_PROBLEM DESCRIPTION_: Which lines in the records below contain the word "CodecError"? Copy each of them.

▶

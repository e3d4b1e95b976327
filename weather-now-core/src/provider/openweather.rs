use async_trait::async_trait;
use reqwest::{Client, StatusCode};
use serde::Deserialize;
use tracing::debug;

use crate::{
    config::Config,
    error::{Result, WeatherError},
    model::Location,
};

use super::WeatherProvider;

#[derive(Debug, Clone)]
pub struct OpenWeatherProvider {
    config: Config,
    http: Client,
}

impl OpenWeatherProvider {
    pub fn new(config: Config) -> Self {
        Self::with_client(config, Client::new())
    }

    pub fn with_client(config: Config, http: Client) -> Self {
        Self { config, http }
    }

    pub fn config(&self) -> &Config {
        &self.config
    }
}

#[derive(Debug, Deserialize)]
pub(crate) struct OwMain {
    /// Kelvin, the API's default unit.
    pub(crate) temp: f64,
}

#[derive(Debug, Deserialize)]
pub(crate) struct OwWeather {
    pub(crate) description: String,
}

/// The part of the current-weather payload a report is built from.
#[derive(Debug, Deserialize)]
pub(crate) struct OwCurrentResponse {
    pub(crate) main: OwMain,
    pub(crate) weather: Vec<OwWeather>,
}

#[async_trait]
impl WeatherProvider for OpenWeatherProvider {
    async fn fetch_current(&self, location: &Location) -> Result<Vec<u8>> {
        let url = self.config.current_weather_url(location.as_str());
        debug!(%location, config = ?self.config, "requesting current weather");

        // The URL carries the API key, keep it out of error messages.
        let res = self
            .http
            .get(&url)
            .send()
            .await
            .map_err(|e| WeatherError::Network(e.without_url()))?;

        let status = res.status();
        let body = res.bytes().await.map_err(|e| WeatherError::Body(e.without_url()))?;
        debug!(%status, bytes = body.len(), "received weather response");

        if status != StatusCode::OK {
            debug!(
                body = %truncate_body(&String::from_utf8_lossy(&body)),
                "discarding body of failed request"
            );
            return Err(WeatherError::Http(status));
        }

        Ok(body.to_vec())
    }
}

fn truncate_body(body: &str) -> String {
    const MAX: usize = 200;
    match body.char_indices().nth(MAX) {
        Some((end, _)) => format!("{}...", &body[..end]),
        None => body.to_string(),
    }
}
//! Latest-value frame store.
//!
//! Holds exactly one current [`Frame`] behind a mutex together with its
//! publish generation. Waiters capture the generation they last saw and sleep
//! on a [`Notify`] until it moves, so a publish that lands between a waiter's
//! check and its sleep is never missed.

use std::sync::{Mutex, MutexGuard, PoisonError};
use std::time::Duration;

use bytes::Bytes;
use frame_relay_common::frame::{now_micros, Frame};
use tokio::sync::Notify;
use tracing::trace;

#[derive(Default)]
struct Slot {
    current: Option<Frame>,
    version: u64,
}

/// Outcome of waiting for a publish.
#[derive(Debug, Clone, PartialEq)]
pub enum Wake {
    /// A frame newer than the caller's generation was published.
    Frame(Frame),
    /// Nothing was published before the deadline. Not an error: callers use it
    /// as a keep-alive tick.
    Timeout,
}

#[derive(Default)]
pub struct FrameStore {
    slot: Mutex<Slot>,
    published: Notify,
}

impl FrameStore {
    pub fn new() -> Self {
        Self::default()
    }

    fn lock(&self) -> MutexGuard<'_, Slot> {
        // No code panics while holding the lock, so a poisoned slot is still consistent.
        self.slot.lock().unwrap_or_else(PoisonError::into_inner)
    }

    /// Replace the current frame unconditionally and wake every task that is
    /// already waiting. Returns the stored frame with its new generation.
    #[allow(dead_code)]
    pub fn publish(&self, payload: Bytes, captured_at_us: i64) -> Frame {
        self.publish_with(payload, |_| captured_at_us)
    }

    /// Publish stamped with the wall clock, read under the lock so stamps follow
    /// publish order. A clock that has not advanced past the previous frame
    /// yields previous + 1µs, keeping timestamps strictly increasing.
    pub fn publish_now(&self, payload: Bytes) -> Frame {
        self.publish_with(payload, |prev| {
            let now = now_micros();
            match prev {
                Some(prev) if now <= prev.captured_at_us => prev.captured_at_us + 1,
                _ => now,
            }
        })
    }

    /// The one publish path. `stamp` sees the previous frame and runs under
    /// the slot lock.
    fn publish_with(&self, payload: Bytes, stamp: impl FnOnce(Option<&Frame>) -> i64) -> Frame {
        let frame = {
            let mut slot = self.lock();
            let captured_at_us = stamp(slot.current.as_ref());
            slot.version += 1;
            let frame = Frame {
                payload,
                captured_at_us,
                version: slot.version,
            };
            slot.current = Some(frame.clone());
            frame
        };
        trace!(version = frame.version, bytes = frame.len(), "frame published");
        self.published.notify_waiters();
        frame
    }

    /// Current frame, or `None` before the first publish. Never blocks on a publish.
    pub fn read(&self) -> Option<Frame> {
        self.lock().current.clone()
    }

    pub fn version(&self) -> u64 {
        self.lock().version
    }

    /// Wait for the next publish after this call. Publishes that happened
    /// before the call are not seen.
    #[allow(dead_code)]
    pub async fn await_next(&self, timeout: Duration) -> Wake {
        let seen = self.version();
        self.await_after(seen, timeout).await
    }

    /// Wait until the generation moves past `seen`, returning immediately if it
    /// already has.
    pub async fn await_after(&self, seen: u64, timeout: Duration) -> Wake {
        let deadline = tokio::time::Instant::now() + timeout;
        loop {
            let notified = self.published.notified();
            tokio::pin!(notified);
            // Register interest before checking, so a publish after the check
            // still wakes this waiter.
            notified.as_mut().enable();

            if let Some(frame) = self.newer_than(seen) {
                return Wake::Frame(frame);
            }

            if tokio::time::timeout_at(deadline, notified).await.is_err() {
                return Wake::Timeout;
            }
        }
    }

    fn newer_than(&self, seen: u64) -> Option<Frame> {
        let slot = self.lock();
        if slot.version > seen {
            slot.current.clone()
        } else {
            None
        }
    }
}

#[cfg(test)]
mod tests {
    use super::*;
    use std::sync::Arc;

    #[test]
    fn read_before_publish_is_empty() {
        let store = FrameStore::new();
        assert!(store.read().is_none());
        assert_eq!(store.version(), 0);
    }

    #[test]
    fn read_returns_kth_publish() {
        let store = FrameStore::new();
        for k in 1..=5u64 {
            let payload = Bytes::from(vec![k as u8; 8]);
            store.publish(payload.clone(), 1_000 * k as i64);
            let frame = store.read().unwrap();
            assert_eq!(frame.payload, payload);
            assert_eq!(frame.captured_at_us, 1_000 * k as i64);
            assert_eq!(frame.version, k);
            assert_eq!(store.version(), k);
        }
    }

    #[test]
    fn publish_now_stamps_strictly_increase() {
        let store = FrameStore::new();
        let mut last = i64::MIN;
        for _ in 0..100 {
            let frame = store.publish_now(Bytes::from_static(b"x"));
            assert!(frame.captured_at_us > last);
            last = frame.captured_at_us;
        }
    }

    #[test]
    fn publish_now_never_goes_behind_a_future_stamp() {
        let store = FrameStore::new();
        let future = now_micros() + 60_000_000;
        store.publish(Bytes::from_static(b"a"), future);
        let frame = store.publish_now(Bytes::from_static(b"b"));
        assert_eq!(frame.captured_at_us, future + 1);
    }

    #[test]
    fn both_publish_entry_points_share_one_generation() {
        let store = FrameStore::new();
        assert_eq!(store.publish(Bytes::from_static(b"a"), 5).version, 1);
        let frame = store.publish_now(Bytes::from_static(b"b"));
        assert_eq!(frame.version, 2);
        assert!(frame.captured_at_us > 5);
        assert_eq!(store.read(), Some(frame));
        assert_eq!(store.version(), 2);
    }

    #[tokio::test]
    async fn waiter_started_before_publish_is_woken() {
        let store = Arc::new(FrameStore::new());
        let waiter = {
            let store = Arc::clone(&store);
            tokio::spawn(async move { store.await_next(Duration::from_secs(5)).await })
        };
        // Let the waiter register before publishing.
        tokio::task::yield_now().await;
        tokio::time::sleep(Duration::from_millis(20)).await;

        store.publish(Bytes::from_static(b"frame-1"), 42);

        match waiter.await.unwrap() {
            Wake::Frame(frame) => {
                assert_eq!(frame.captured_at_us, 42);
                assert_eq!(frame.payload, Bytes::from_static(b"frame-1"));
            }
            Wake::Timeout => panic!("waiter missed the publish"),
        }
    }

    #[tokio::test]
    async fn await_after_sees_publish_that_raced_ahead() {
        let store = FrameStore::new();
        let seen = store.version();
        // Publish lands between the caller capturing its generation and waiting.
        store.publish(Bytes::from_static(b"raced"), 7);
        let wake = store.await_after(seen, Duration::from_millis(10)).await;
        assert!(matches!(wake, Wake::Frame(f) if f.captured_at_us == 7));
    }

    #[tokio::test(start_paused = true)]
    async fn timeout_is_a_tick_and_waiting_still_works_afterwards() {
        let store = FrameStore::new();
        assert_eq!(store.await_next(Duration::from_secs(10)).await, Wake::Timeout);

        // join! polls the waiter first, so it is parked before the publish runs.
        let (wake, _) = tokio::join!(store.await_next(Duration::from_secs(10)), async {
            tokio::task::yield_now().await;
            store.publish(Bytes::from_static(b"after-timeout"), 9)
        });
        assert!(matches!(wake, Wake::Frame(f) if f.version == 1));
    }

    #[tokio::test(start_paused = true)]
    async fn earlier_publish_is_not_seen_retroactively() {
        let store = FrameStore::new();
        store.publish(Bytes::from_static(b"old"), 1);
        assert_eq!(store.await_next(Duration::from_secs(1)).await, Wake::Timeout);
    }

    #[tokio::test]
    async fn every_waiter_is_woken_by_one_publish() {
        let store = Arc::new(FrameStore::new());
        let waiters: Vec<_> = (0..8)
            .map(|_| {
                let store = Arc::clone(&store);
                let seen = store.version();
                tokio::spawn(async move { store.await_after(seen, Duration::from_secs(5)).await })
            })
            .collect();
        store.publish(Bytes::from_static(b"fan-out"), 100);
        for waiter in waiters {
            assert!(matches!(waiter.await.unwrap(), Wake::Frame(f) if f.captured_at_us == 100));
        }
    }
}
//! Producer-facing endpoints: single-frame HTTP upload and the persistent
//! WebSocket push connection. Both end in [`relay_frame`].

use std::sync::Arc;
use std::time::{Duration, Instant};

use axum::extract::ws::{Message, WebSocket, WebSocketUpgrade};
use axum::extract::{Query, State};
use axum::http::{header, HeaderMap};
use axum::response::Response;
use axum::Json;
use bytes::Bytes;
use frame_relay_common::config::PushFormat;
use frame_relay_common::frame::Frame;
use serde::{Deserialize, Serialize};
use tracing::{debug, info, warn};

use crate::codec::CodecError;
use crate::error::RelayError;
use crate::state::AppState;

#[derive(Debug, Serialize, Deserialize)]
pub struct UploadResponse {
    pub ok: bool,
    pub bytes: usize,
    pub ts: f64,
}

#[derive(Debug, Deserialize)]
pub struct PushParams {
    token: Option<String>,
}

#[derive(Debug, thiserror::Error)]
pub enum PushError {
    #[error("empty binary message")]
    Empty,
    #[error(transparent)]
    Codec(#[from] CodecError),
}

/// Publish a frame and fan it out to the WebSocket viewers.
pub async fn relay_frame(state: &AppState, payload: Bytes) -> Frame {
    let frame = state.store.publish_now(payload);
    let report = state.viewers.broadcast(frame.payload.clone()).await;
    debug!(
        version = frame.version,
        bytes = frame.len(),
        delivered = report.delivered,
        evicted = report.evicted,
        "frame relayed"
    );
    frame
}

/// POST /upload: one compressed image per request.
pub async fn upload(
    State(state): State<Arc<AppState>>,
    headers: HeaderMap,
    body: Bytes,
) -> Result<Json<UploadResponse>, RelayError> {
    let token = headers.get("x-token").and_then(|v| v.to_str().ok());
    if !state.token_matches(token) {
        warn!("upload rejected: bad token");
        return Err(RelayError::Unauthorized);
    }

    let content_type = headers
        .get(header::CONTENT_TYPE)
        .and_then(|v| v.to_str().ok())
        .unwrap_or("");
    if !content_type
        .to_ascii_lowercase()
        .contains(&state.ingest.content_type.to_ascii_lowercase())
    {
        return Err(RelayError::UnsupportedMediaType {
            expected: state.ingest.content_type.clone(),
            got: content_type.to_string(),
        });
    }

    if body.len() < state.ingest.min_upload_bytes.max(1) {
        return Err(RelayError::BadRequest(format!(
            "empty/too small: {} bytes",
            body.len()
        )));
    }

    let frame = relay_frame(&state, body).await;
    Ok(Json(UploadResponse {
        ok: true,
        bytes: frame.len(),
        ts: frame.timestamp_secs(),
    }))
}

/// GET /ws/upload?token=...: persistent push connection from the camera.
/// A bad token is refused with 403 before the handshake completes.
pub async fn push_upgrade(
    ws: WebSocketUpgrade,
    State(state): State<Arc<AppState>>,
    Query(params): Query<PushParams>,
) -> Result<Response, RelayError> {
    if !state.token_matches(params.token.as_deref()) {
        warn!("push ingest rejected: bad token");
        return Err(RelayError::Forbidden);
    }
    Ok(ws.on_upgrade(move |socket| push_session(socket, state)))
}

async fn push_session(mut socket: WebSocket, state: Arc<AppState>) {
    info!(format = ?state.ingest.push_format, "push ingest connected");
    let interval = Duration::from_secs(state.ingest.throughput_interval_secs.max(1));
    let mut meter = ThroughputMeter::new(interval, Instant::now());

    let mut shutdown = state.shutdown_listener();

    loop {
        let message = tokio::select! {
            _ = async { let _ = shutdown.wait_for(|closing| *closing).await; } => {
                let _ = socket.send(Message::Close(None)).await;
                break;
            }
            message = socket.recv() => match message {
                Some(Ok(m)) => m,
                Some(Err(e)) => {
                    warn!(error = %e, "push ingest receive failed");
                    break;
                }
                None => break,
            },
        };
        match message {
            Message::Binary(data) => match accept_push_message(&state, Bytes::from(data)).await {
                Ok(frame) => {
                    if let Some(frames) = meter.record(Instant::now()) {
                        info!(
                            frames,
                            interval_secs = interval.as_secs(),
                            bytes = frame.len(),
                            viewers = state.viewers.len(),
                            "push ingest throughput"
                        );
                    }
                }
                Err(e) => warn!(error = %e, "dropping push message"),
            },
            // Reserved for control messages.
            Message::Text(_) => {}
            Message::Close(_) => break,
            Message::Ping(_) | Message::Pong(_) => {}
        }
    }
    info!("push ingest disconnected");
}

/// Turn one binary push message into a published frame. Failures only drop
/// the message; the connection stays open.
pub async fn accept_push_message(state: &AppState, data: Bytes) -> Result<Frame, PushError> {
    if data.is_empty() {
        return Err(PushError::Empty);
    }
    let payload = match state.ingest.push_format {
        PushFormat::Compressed => data,
        PushFormat::Raw => state.codec.decode_message(data).await?,
    };
    Ok(relay_frame(state, payload).await)
}

/// Rolling frames-per-interval counter.
#[derive(Debug)]
pub struct ThroughputMeter {
    interval: Duration,
    window_start: Instant,
    frames: u64,
}

impl ThroughputMeter {
    pub fn new(interval: Duration, now: Instant) -> Self {
        Self {
            interval,
            window_start: now,
            frames: 0,
        }
    }

    /// Count one frame. Returns the window's total and starts a new window
    /// once `interval` has elapsed.
    pub fn record(&mut self, now: Instant) -> Option<u64> {
        self.frames += 1;
        if now.duration_since(self.window_start) < self.interval {
            return None;
        }
        let frames = self.frames;
        self.frames = 0;
        self.window_start = now;
        Some(frames)
    }
}

#[cfg(test)]
mod tests {
    use super::*;
    use frame_relay_common::config::Config;
    use frame_relay_common::frame::RawPixelPacket;

    fn state(format: PushFormat) -> Arc<AppState> {
        let mut config = Config::default();
        config.ingest.push_format = format;
        Arc::new(AppState::new(&config))
    }

    #[test]
    fn meter_reports_once_per_interval() {
        let start = Instant::now();
        let mut meter = ThroughputMeter::new(Duration::from_secs(1), start);
        for i in 1..=9 {
            assert_eq!(meter.record(start + Duration::from_millis(i * 100)), None);
        }
        assert_eq!(meter.record(start + Duration::from_millis(1000)), Some(10));
        assert_eq!(meter.record(start + Duration::from_millis(1500)), None);
        assert_eq!(meter.record(start + Duration::from_millis(2100)), Some(2));
    }

    #[tokio::test]
    async fn compressed_push_is_published_and_broadcast() {
        let state = state(PushFormat::Compressed);
        let mut viewer = state.viewers.subscribe();

        let frame = accept_push_message(&state, Bytes::from_static(b"\xFF\xD8jpeg"))
            .await
            .unwrap();
        assert_eq!(frame.version, 1);
        assert_eq!(state.store.read().unwrap().payload, Bytes::from_static(b"\xFF\xD8jpeg"));
        assert_eq!(viewer.recv().await.unwrap(), Bytes::from_static(b"\xFF\xD8jpeg"));
    }

    #[tokio::test]
    async fn raw_push_is_encoded_before_publish() {
        let state = state(PushFormat::Raw);
        let packet = RawPixelPacket {
            width: 4,
            height: 4,
            samples: Bytes::from(vec![200u8; 16]),
        };
        let frame = accept_push_message(&state, Bytes::from(packet.to_bytes()))
            .await
            .unwrap();
        assert_eq!(&frame.payload[..2], &[0xFF, 0xD8]);
    }

    #[tokio::test]
    async fn malformed_raw_push_is_dropped_without_publish() {
        let state = state(PushFormat::Raw);
        let bad = RawPixelPacket {
            width: 10,
            height: 10,
            samples: Bytes::from(vec![0u8; 99]),
        };
        let err = accept_push_message(&state, Bytes::from(bad.to_bytes()))
            .await
            .unwrap_err();
        assert!(matches!(err, PushError::Codec(CodecError::Validation(_))));
        assert!(state.store.read().is_none());
        assert_eq!(state.store.version(), 0);

        // The next good message still goes through.
        let good = RawPixelPacket {
            width: 2,
            height: 2,
            samples: Bytes::from(vec![0u8; 4]),
        };
        assert!(accept_push_message(&state, Bytes::from(good.to_bytes())).await.is_ok());
        assert_eq!(state.store.version(), 1);
    }

    #[tokio::test]
    async fn empty_push_is_dropped() {
        let state = state(PushFormat::Compressed);
        assert!(matches!(
            accept_push_message(&state, Bytes::new()).await,
            Err(PushError::Empty)
        ));
        assert!(state.store.read().is_none());
    }
}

◀

_WRITTEN ANSWER_:
use crate::codec::CodecError;
    Codec(#[from] CodecError),
        assert!(matches!(err, PushError::Codec(CodecError::Validation(_))));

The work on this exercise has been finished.